Aunt Effie has always broken my heart just a little bit. She was actually my great-aunt, Grandme's sister. My mother is her namesake (Effie Nannette). This portrait came from a black-and-white that I borrowed from Mama many years ago. I asked a wonderful photographer friend, Tina Cornett, to copy and hand-tint it for me. That's Aunt Effie standing in back, in the yellow dress. Grandme is on the far right, wearing a dress with a wide blue sash. I'm pretty sure the other girls in the portrait are childhood friends, including Mrs. Alvie Thompson on the far left. The photographer probably posed them this way, but I think it's interesting that three of these ladies are looking at my grandmother, who seems to be lost in her own thoughts, while Aunt Effie is looking down from above, like an angel watching over them.
She was in her late twenties when she died of tuberculosis. Many years later, when Grandme was in her 90s, my mother asked her if she would change anything about her life if she could. And she said, "I wish I'd been more like Effie." That surprised us because Grandme never talked about her sister very much. Mostly, she talked about farming and her beloved hero and father, "Big Daddy." So we've never known much about Aunt Effie except that family members who knew her always described her as being very kind and feminine (Grandme was a tomboy:) and a devout Christian. She attended the University of Alabama and taught school in Chelsea, Alabama, but her teaching career was cut short fairly early because of her illness. Her doctor recommended that she go to New Mexico, where the dry air might help her recover. Big Daddy took her by train to the National Sanatorium in Alamagorda and stayed out there with her. He took a job with the border patrol just to have something to do and turned his farm over to his sons while he was away. At some point, Aunt Effie was apparently moved to a Methodist sanatorium in Albuquerque, judging from the addresses on family postcards that Mama found and saved when I was just a child.
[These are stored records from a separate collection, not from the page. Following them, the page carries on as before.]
use axum::{
    extract::State,
    http::{header, StatusCode},
    response::IntoResponse,
    Json,
};
use serde::{Deserialize, Serialize};
use std::path::PathBuf;
use std::sync::Arc;
use tracing::info;

use pixpress_core::{
    AvifEstimate, BatchReport, ConversionOptions, ConversionResult, Converter, ImageJob,
    ImageReport, Operation, SanitizedConfig, StatsSnapshot, SystemInfo,
};

use crate::metrics::encode_metrics;
use crate::state::AppState;

// ============================================================================
// Request/Response types
// ============================================================================

#[derive(Serialize)]
pub struct HealthResponse {
    pub status: String,
}

#[derive(Debug, Deserialize)]
pub struct ConvertRequest {
    pub path: PathBuf,
    pub operation: Operation,
    #[serde(default)]
    pub options: ConversionOptions,
}

#[derive(Debug, Deserialize)]
pub struct EstimateRequest {
    pub path: PathBuf,
    #[serde(default)]
    pub options: ConversionOptions,
}

#[derive(Debug, Serialize)]
pub struct ErrorResponse {
    pub error_kind: String,
    pub errors: Vec<String>,
}

#[derive(Debug, Deserialize)]
pub struct BatchRequest {
    pub jobs: Vec<ImageJob>,
}

// ============================================================================
// Handlers
// ============================================================================

pub async fn health() -> Json<HealthResponse> {
    Json(HealthResponse {
        status: "ok".to_string(),
    })
}

pub async fn get_config(State(state): State<Arc<AppState>>) -> Json<SanitizedConfig> {
    Json(state.sanitized_config())
}

/// GET /api/v1/capabilities
///
/// Cached encoder availability for this platform.
pub async fn get_capabilities(State(state): State<Arc<AppState>>) -> Json<SystemInfo> {
    Json(state.resolver().system_info().await)
}

/// POST /api/v1/capabilities/refresh
///
/// Re-probes every encoder and replaces the cached result.
pub async fn refresh_capabilities(State(state): State<Arc<AppState>>) -> Json<SystemInfo> {
    let info = state.resolver().refresh_system_info().await;
    info!(
        platform = %info.platform,
        missing_required = ?info.missing_required,
        "Encoder capabilities refreshed"
    );
    Json(info)
}

/// POST /api/v1/convert
///
/// Runs one operation on one file. Rejected input or options answer 422;
/// encoder failures still answer 200 with `success: false`.
pub async fn convert(
    State(state): State<Arc<AppState>>,
    Json(body): Json<ConvertRequest>,
) -> (StatusCode, Json<ConversionResult>) {
    let result = state
        .converter()
        .convert(&body.path, body.operation, &body.options)
        .await;

    let status = match result.error_kind.as_deref() {
        Some("invalid_input") | Some("invalid_options") => StatusCode::UNPROCESSABLE_ENTITY,
        _ => StatusCode::OK,
    };
    (status, Json(result))
}

/// POST /api/v1/estimate
///
/// Predicted AVIF size without running an encoder.
pub async fn estimate(
    State(state): State<Arc<AppState>>,
    Json(body): Json<EstimateRequest>,
) -> Result<Json<AvifEstimate>, (StatusCode, Json<ErrorResponse>)> {
    state
        .converter()
        .estimate_avif_size(&body.path, &body.options)
        .await
        .map(Json)
        .map_err(|e| {
            (
                StatusCode::UNPROCESSABLE_ENTITY,
                Json(ErrorResponse {
                    error_kind: e.kind().to_string(),
                    errors: e.messages(),
                }),
            )
        })
}

/// POST /api/v1/process
///
/// Runs every requested operation on one image.
pub async fn process(
    State(state): State<Arc<AppState>>,
    Json(job): Json<ImageJob>,
) -> Json<ImageReport> {
    Json(state.batch().process_one(job).await)
}

/// POST /api/v1/batch
pub async fn batch(
    State(state): State<Arc<AppState>>,
    Json(body): Json<BatchRequest>,
) -> Json<BatchReport> {
    Json(state.batch().process_batch(body.jobs).await)
}

/// GET /api/v1/stats
pub async fn get_stats(State(state): State<Arc<AppState>>) -> Json<StatsSnapshot> {
    Json(state.batch().stats().snapshot().await)
}

/// GET /metrics
///
/// Prometheus text exposition.
pub async fn get_metrics() -> impl IntoResponse {
    (
        [(header::CONTENT_TYPE, "text/plain; version=0.0.4")],
        encode_metrics(),
    )
}
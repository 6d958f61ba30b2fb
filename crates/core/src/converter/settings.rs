//! Merging caller options with configured defaults.
//!
//! Each operation resolves its settings exactly once per call. Every numeric
//! value is clamped here, so nothing out of range can reach a command line.

use std::ops::RangeInclusive;

use super::config::{AvifTuning, ConverterConfig};
use super::encoders::WebpPreset;
use super::types::{ConversionOptions, ImageDimensions};

pub const QUALITY_RANGE: RangeInclusive<i64> = 1..=100;
pub const WEBP_METHOD_RANGE: RangeInclusive<i64> = 0..=6;
pub const AVIF_SPEED_RANGE: RangeInclusive<i64> = 0..=10;
pub const AVIF_EFFORT_RANGE: RangeInclusive<i64> = 0..=9;
pub const PNG_LEVEL_RANGE: RangeInclusive<i64> = 0..=7;
pub const GIF_LEVEL_RANGE: RangeInclusive<i64> = 1..=3;

/// Clamps `value` into `range` and narrows it to `u8`.
pub fn clamp_to(value: i64, range: &RangeInclusive<i64>) -> u8 {
    value.clamp(*range.start(), *range.end()) as u8
}

pub fn clamp_quality(quality: i64) -> u8 {
    clamp_to(quality, &QUALITY_RANGE)
}

/// Maps quality (0-100, higher is better) to an AV1 quantizer (0-63, lower is better).
pub fn quality_to_quantizer(quality: i64) -> u8 {
    let quality = quality.clamp(0, 100) as f64;
    ((100.0 - quality) * 63.0 / 100.0).round() as u8
}

/// WebP encoder settings.
#[derive(Debug, Clone, Copy, PartialEq, Eq)]
pub struct WebpSettings {
    pub quality: u8,
    pub method: u8,
    pub preset: WebpPreset,
}

impl WebpSettings {
    pub fn resolve(options: &ConversionOptions, config: &ConverterConfig) -> Self {
        Self {
            quality: clamp_quality(options.quality.unwrap_or(i64::from(config.webp_quality))),
            method: clamp_to(
                options
                    .method
                    .or(options.effort)
                    .unwrap_or(i64::from(config.webp_method)),
                &WEBP_METHOD_RANGE,
            ),
            preset: options.preset.unwrap_or(config.webp_preset),
        }
    }
}

/// AVIF encoder settings.
#[derive(Debug, Clone, Copy, PartialEq, Eq)]
pub struct AvifSettings {
    pub quality: u8,
    pub speed: u8,
    pub effort: u8,
}

impl AvifSettings {
    /// Configured defaults, optionally tuned for the source size, then
    /// overridden field by field by whatever the caller pinned.
    pub fn resolve(
        options: &ConversionOptions,
        config: &ConverterConfig,
        dimensions: Option<ImageDimensions>,
    ) -> Self {
        let mut base = Self {
            quality: clamp_quality(i64::from(config.avif_quality)),
            speed: clamp_to(i64::from(config.avif_speed), &AVIF_SPEED_RANGE),
            effort: clamp_to(i64::from(config.avif_effort), &AVIF_EFFORT_RANGE),
        };
        if config.avif_auto_tune {
            if let Some(dimensions) = dimensions {
                base = base.tuned_for(dimensions.pixels(), &config.avif_tuning);
            }
        }

        Self {
            quality: options.quality.map(clamp_quality).unwrap_or(base.quality),
            speed: options
                .speed
                .map(|s| clamp_to(s, &AVIF_SPEED_RANGE))
                .unwrap_or(base.speed),
            effort: options
                .effort
                .map(|e| clamp_to(e, &AVIF_EFFORT_RANGE))
                .unwrap_or(base.effort),
        }
    }

    /// Larger images trade effort for speed; tiny ones get more quality.
    pub fn tuned_for(self, pixels: u64, tuning: &AvifTuning) -> Self {
        let mut tuned = self;
        if pixels > tuning.large_pixels {
            tuned.speed = 8;
            tuned.effort = 2;
        } else if pixels > tuning.medium_pixels {
            tuned.speed = 7;
            tuned.effort = 3;
        }
        if pixels < tuning.small_pixels {
            tuned.quality = (tuned.quality + 10).min(90);
            tuned.speed = 4;
            tuned.effort = 6;
        }
        tuned
    }
}

/// JPEG optimizer settings.
#[derive(Debug, Clone, Copy, PartialEq, Eq)]
pub struct JpegSettings {
    pub quality: u8,
    pub progressive: bool,
    pub strip_metadata: bool,
}

impl JpegSettings {
    pub fn resolve(options: &ConversionOptions, config: &ConverterConfig) -> Self {
        Self {
            quality: clamp_quality(options.quality.unwrap_or(i64::from(config.jpeg_quality))),
            progressive: options.progressive.unwrap_or(config.progressive_jpeg),
            strip_metadata: options.strip_metadata.unwrap_or(config.strip_metadata),
        }
    }
}

/// PNG optimizer settings.
#[derive(Debug, Clone, Copy, PartialEq, Eq)]
pub struct PngSettings {
    pub level: u8,
    pub strip_metadata: bool,
}

impl PngSettings {
    pub fn resolve(options: &ConversionOptions, config: &ConverterConfig) -> Self {
        Self {
            level: clamp_to(
                options
                    .compression_level
                    .unwrap_or(i64::from(config.png_level)),
                &PNG_LEVEL_RANGE,
            ),
            strip_metadata: options.strip_metadata.unwrap_or(config.strip_metadata),
        }
    }
}

/// GIF optimizer settings.
#[derive(Debug, Clone, Copy, PartialEq, Eq)]
pub struct GifSettings {
    pub level: u8,
}

impl GifSettings {
    pub fn resolve(options: &ConversionOptions, config: &ConverterConfig) -> Self {
        Self {
            level: clamp_to(
                options
                    .optimization_level
                    .unwrap_or(i64::from(config.gif_level)),
                &GIF_LEVEL_RANGE,
            ),
        }
    }
}

/// Resize bounds. `None` means unbounded on that axis.
#[derive(Debug, Clone, Copy, PartialEq, Eq)]
pub struct ResizeSettings {
    pub max_width: Option<u32>,
    pub max_height: Option<u32>,
}

impl ResizeSettings {
    pub fn resolve(options: &ConversionOptions, config: &ConverterConfig) -> Self {
        let bound = |value: u32| (value > 0).then_some(value);
        Self {
            max_width: bound(options.max_width.unwrap_or(config.max_width)),
            max_height: bound(options.max_height.unwrap_or(config.max_height)),
        }
    }

    pub fn is_unbounded(&self) -> bool {
        self.max_width.is_none() && self.max_height.is_none()
    }

    /// Whether the image exceeds either bound.
    pub fn needs_resize(&self, dimensions: ImageDimensions) -> bool {
        self.max_width.is_some_and(|w| dimensions.width > w)
            || self.max_height.is_some_and(|h| dimensions.height > h)
    }

    /// Target size keeping the aspect ratio, never upscaling.
    pub fn target_dimensions(&self, dimensions: ImageDimensions) -> ImageDimensions {
        let ratio_for = |bound: Option<u32>, actual: u32| {
            bound.map_or(f64::INFINITY, |b| f64::from(b) / f64::from(actual.max(1)))
        };
        let ratio = ratio_for(self.max_width, dimensions.width)
            .min(ratio_for(self.max_height, dimensions.height));

        if ratio >= 1.0 {
            return dimensions;
        }
        let scale = |value: u32| ((f64::from(value) * ratio).round() as u32).max(1);
        ImageDimensions::new(scale(dimensions.width), scale(dimensions.height))
    }
}
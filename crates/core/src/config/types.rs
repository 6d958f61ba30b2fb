use serde::{Deserialize, Serialize};
use std::net::{IpAddr, Ipv4Addr};
use std::path::PathBuf;

use crate::batch::BatchConfig;
use crate::capability::ResolverConfig;
use crate::converter::{AvifEncoder, ConverterConfig};
use crate::executor::ExecutorConfig;

/// Root configuration
#[derive(Debug, Clone, Default, Deserialize, Serialize)]
pub struct Config {
    #[serde(default)]
    pub server: ServerConfig,
    #[serde(default)]
    pub resolver: ResolverConfig,
    #[serde(default)]
    pub executor: ExecutorConfig,
    #[serde(default)]
    pub converter: ConverterConfig,
    #[serde(default)]
    pub batch: BatchConfig,
}

/// Server configuration
#[derive(Debug, Clone, Deserialize, Serialize)]
pub struct ServerConfig {
    #[serde(default = "default_host")]
    pub host: IpAddr,
    #[serde(default = "default_port")]
    pub port: u16,
}

impl Default for ServerConfig {
    fn default() -> Self {
        Self {
            host: default_host(),
            port: default_port(),
        }
    }
}

fn default_host() -> IpAddr {
    IpAddr::V4(Ipv4Addr::LOCALHOST)
}

fn default_port() -> u16 {
    8080
}

/// Config as shown by the API: the effective values, with the encoder
/// lookup root spelled out and the AVIF order as names.
#[derive(Debug, Clone, Serialize)]
pub struct SanitizedConfig {
    pub server: ServerConfig,
    pub resolver: SanitizedResolverConfig,
    pub executor: ExecutorConfig,
    pub converter: SanitizedConverterConfig,
    pub batch: BatchConfig,
}

#[derive(Debug, Clone, Serialize)]
pub struct SanitizedResolverConfig {
    pub bin_root: PathBuf,
    pub bin_root_exists: bool,
    pub cache_ttl_secs: u64,
    pub probe_timeout_secs: u64,
}

#[derive(Debug, Clone, Serialize)]
pub struct SanitizedConverterConfig {
    pub webp_quality: u8,
    pub webp_method: u8,
    pub webp_preset: String,
    pub avif_quality: u8,
    pub avif_speed: u8,
    pub avif_effort: u8,
    pub jpeg_quality: u8,
    pub png_level: u8,
    pub gif_level: u8,
    pub progressive_jpeg: bool,
    pub strip_metadata: bool,
    pub max_width: u32,
    pub max_height: u32,
    pub avif_auto_tune: bool,
    pub avif_encoders: Vec<String>,
    pub encoder_timeout_secs: u64,
}

impl From<&Config> for SanitizedConfig {
    fn from(config: &Config) -> Self {
        let converter = &config.converter;
        Self {
            server: config.server.clone(),
            resolver: SanitizedResolverConfig {
                bin_root: config.resolver.bin_root.clone(),
                bin_root_exists: config.resolver.bin_root.is_dir(),
                cache_ttl_secs: config.resolver.cache_ttl_secs,
                probe_timeout_secs: config.resolver.probe_timeout_secs,
            },
            executor: config.executor.clone(),
            converter: SanitizedConverterConfig {
                webp_quality: converter.webp_quality,
                webp_method: converter.webp_method,
                webp_preset: converter.webp_preset.to_string(),
                avif_quality: converter.avif_quality,
                avif_speed: converter.avif_speed,
                avif_effort: converter.avif_effort,
                jpeg_quality: converter.jpeg_quality,
                png_level: converter.png_level,
                gif_level: converter.gif_level,
                progressive_jpeg: converter.progressive_jpeg,
                strip_metadata: converter.strip_metadata,
                max_width: converter.max_width,
                max_height: converter.max_height,
                avif_auto_tune: converter.avif_auto_tune,
                avif_encoders: converter
                    .avif_encoders
                    .iter()
                    .map(AvifEncoder::to_string)
                    .collect(),
                encoder_timeout_secs: converter.encoder_timeout_secs,
            },
            batch: config.batch.clone(),
        }
    }
}
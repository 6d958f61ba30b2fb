//! Batch layer: several operations per image, many images per run.
//!
//! One image's failure never aborts the others. Each job runs on its own
//! task, bounded by `max_parallel`, and reports come back in job order.

mod backup;
mod config;
mod processor;
mod stats;
mod types;

pub use backup::create_backup;
pub use config::BatchConfig;
pub use processor::{process_image, BatchProcessor};
pub use stats::{BatchStats, StatsSnapshot};
pub use types::{BatchReport, ImageJob, ImageReport, OperationRequest};
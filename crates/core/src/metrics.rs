//! Prometheus metrics for core components.
//!
//! This module provides metrics for:
//! - Subprocess executions (per binary, by outcome)
//! - Capability probes
//! - Conversions and bytes saved

use once_cell::sync::Lazy;
use prometheus::{HistogramOpts, HistogramVec, IntCounterVec, Opts};
use std::time::Duration;

// =============================================================================
// Executor Metrics
// =============================================================================

/// Binary executions total by binary and result.
pub static BINARY_EXECUTIONS: Lazy<IntCounterVec> = Lazy::new(|| {
    IntCounterVec::new(
        Opts::new(
            "pixpress_binary_executions_total",
            "Total external binary executions",
        ),
        &["binary", "result"], // "success", "failure", "timeout", "spawn_failed"
    )
    .unwrap()
});

/// Binary execution duration in seconds.
pub static BINARY_EXECUTION_DURATION: Lazy<HistogramVec> = Lazy::new(|| {
    HistogramVec::new(
        HistogramOpts::new(
            "pixpress_binary_execution_duration_seconds",
            "Wall-clock duration of external binary executions",
        )
        .buckets(vec![0.01, 0.05, 0.1, 0.25, 0.5, 1.0, 2.5, 5.0, 10.0, 30.0, 60.0, 120.0]),
        &["binary"],
    )
    .unwrap()
});

// =============================================================================
// Capability Metrics
// =============================================================================

/// Capability probes total by encoder and availability.
pub static CAPABILITY_PROBES: Lazy<IntCounterVec> = Lazy::new(|| {
    IntCounterVec::new(
        Opts::new(
            "pixpress_capability_probes_total",
            "Total encoder capability probes",
        ),
        &["encoder", "available"],
    )
    .unwrap()
});

// =============================================================================
// Converter Metrics
// =============================================================================

/// Conversions total by operation and result.
pub static CONVERSIONS_TOTAL: Lazy<IntCounterVec> = Lazy::new(|| {
    IntCounterVec::new(
        Opts::new("pixpress_conversions_total", "Total image conversions"),
        &["operation", "result"], // "success", "failure"
    )
    .unwrap()
});

/// Conversion duration in seconds.
pub static CONVERSION_DURATION: Lazy<HistogramVec> = Lazy::new(|| {
    HistogramVec::new(
        HistogramOpts::new(
            "pixpress_conversion_duration_seconds",
            "Duration of image conversions",
        )
        .buckets(vec![0.05, 0.1, 0.25, 0.5, 1.0, 2.5, 5.0, 10.0, 30.0, 60.0, 120.0]),
        &["operation"],
    )
    .unwrap()
});

/// Bytes saved by successful conversions.
pub static BYTES_SAVED: Lazy<IntCounterVec> = Lazy::new(|| {
    IntCounterVec::new(
        Opts::new(
            "pixpress_bytes_saved_total",
            "Total bytes saved by image conversions",
        ),
        &["operation"],
    )
    .unwrap()
});

pub(crate) fn record_execution(binary: &str, result: &str, elapsed: Duration) {
    BINARY_EXECUTIONS.with_label_values(&[binary, result]).inc();
    BINARY_EXECUTION_DURATION
        .with_label_values(&[binary])
        .observe(elapsed.as_secs_f64());
}

pub(crate) fn record_probe(encoder: &str, available: bool) {
    let available = if available { "true" } else { "false" };
    CAPABILITY_PROBES
        .with_label_values(&[encoder, available])
        .inc();
}

pub(crate) fn record_conversion(operation: &str, success: bool, saved: i64, elapsed: Duration) {
    let result = if success { "success" } else { "failure" };
    CONVERSIONS_TOTAL
        .with_label_values(&[operation, result])
        .inc();
    CONVERSION_DURATION
        .with_label_values(&[operation])
        .observe(elapsed.as_secs_f64());
    if success && saved > 0 {
        BYTES_SAVED
            .with_label_values(&[operation])
            .inc_by(saved as u64);
    }
}

/// Get all core metrics for registration in a registry.
pub fn all_metrics() -> Vec<Box<dyn prometheus::core::Collector>> {
    vec![
        // Executor
        Box::new(BINARY_EXECUTIONS.clone()),
        Box::new(BINARY_EXECUTION_DURATION.clone()),
        // Capabilities
        Box::new(CAPABILITY_PROBES.clone()),
        // Converter
        Box::new(CONVERSIONS_TOTAL.clone()),
        Box::new(CONVERSION_DURATION.clone()),
        Box::new(BYTES_SAVED.clone()),
    ]
}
The postcards inspired a trip that I took yesterday with Mama, Aunt Grace, and Aunt Patsy. We had learned about the University of Alabama's W.S. Hoole Special Collections Library, which has Corolla yearbooks dating back to the 1800s. Some of Aunt Effie's postcards had pictures of buildings on campus and a postmark of 1913 or 1914—like this one to my grandmother, postmarked July 1913:
Dear Icie,
This leaves me fine. I got me some very low heel pumps and my feet haven't given me any trouble. Was glad you liked your dress. We are to have an entertainment the 4th, and I'm to wear tan and blue. So I got me a cute little tan trimmed in blue ($3). I think it very cute. I'm having a nice time. We had a rain here last night. If I could see you I could tell you lots of funny things. Love Mama for me. Tell Papa hello and all the others. I'll write a letter when I can.
Effie
At the Hoole Library, we found a wonderful (and wonderfully patient)
archival access coordinator named Donnelly, who refused to give up as we went through yearbook after yearbook with no success. Finally, Aunt Patsy started going through a course catalog Donnelly had given us. When Aunt Patsy found something about "Summer School for Teachers," we remembered that all of Aunt Effie's postcards from UA had summertime postmarks. A little more searching took us to a listing of students for the 1913 summer session, and there she was: Effie J. Wyatt. So we think she probably didn't get a four-year degree but instead went through a couple of summer sessions to get her teaching certificate. We couldn't find her in the 1914 listing, but her postcards indicate that she was in school that year, so . . . another mystery to sort out.
What strikes me so much now, looking at the correspondence between Aunt Effie and her family, is how close they must've been. There's so much affection and "wish I could see you" in those postcards to and from Alabama. It seemed understandable to me, thinking she was away for a long time. But the summer session only lasted six weeks. Apparently, even that was a bittersweet separation, as Aunt Effie seemed to be enjoying school and yet missed her parents, brothers, and younger sister.
That longing for family gets almost too hard to read, once she becomes ill and the letters from home are addressed to "Nat San, N. Mex," rather than the University of Alabama. This one from Grandaddy McCranie, Aunt Effie's brother-in-law, is my favorite—but also one of the most heartbreaking:
My Dear Effie,
How's the girl today? Hope you are feeling fine and dandy. I am all OK enjoying life and having a good time always. Sure wish I could see you. Seems you've been away an age. You take good care of yourself so you can come back. Write me when you feel like it.
Love,
Guy
Say you sure have a sweet sister.
When it became clear that Aunt Effie couldn't recover, Big Daddy brought her home from New Mexico. She died in June 1919. But she is not forgotten.